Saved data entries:

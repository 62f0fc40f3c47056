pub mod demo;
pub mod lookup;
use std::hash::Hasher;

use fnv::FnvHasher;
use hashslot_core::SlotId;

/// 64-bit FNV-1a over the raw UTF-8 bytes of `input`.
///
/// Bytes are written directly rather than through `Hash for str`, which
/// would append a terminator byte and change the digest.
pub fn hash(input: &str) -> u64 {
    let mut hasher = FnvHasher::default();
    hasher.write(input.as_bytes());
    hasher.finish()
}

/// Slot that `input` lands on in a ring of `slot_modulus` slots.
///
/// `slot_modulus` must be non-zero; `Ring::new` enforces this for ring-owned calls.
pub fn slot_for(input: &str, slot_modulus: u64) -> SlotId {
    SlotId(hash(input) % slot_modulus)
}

What needs to be done
Show me every line of the entries above that holds "ring".

Response box
/// Slot that `input` lands on in a ring of `slot_modulus` slots.
/// `slot_modulus` must be non-zero; `Ring::new` enforces this for ring-owned calls.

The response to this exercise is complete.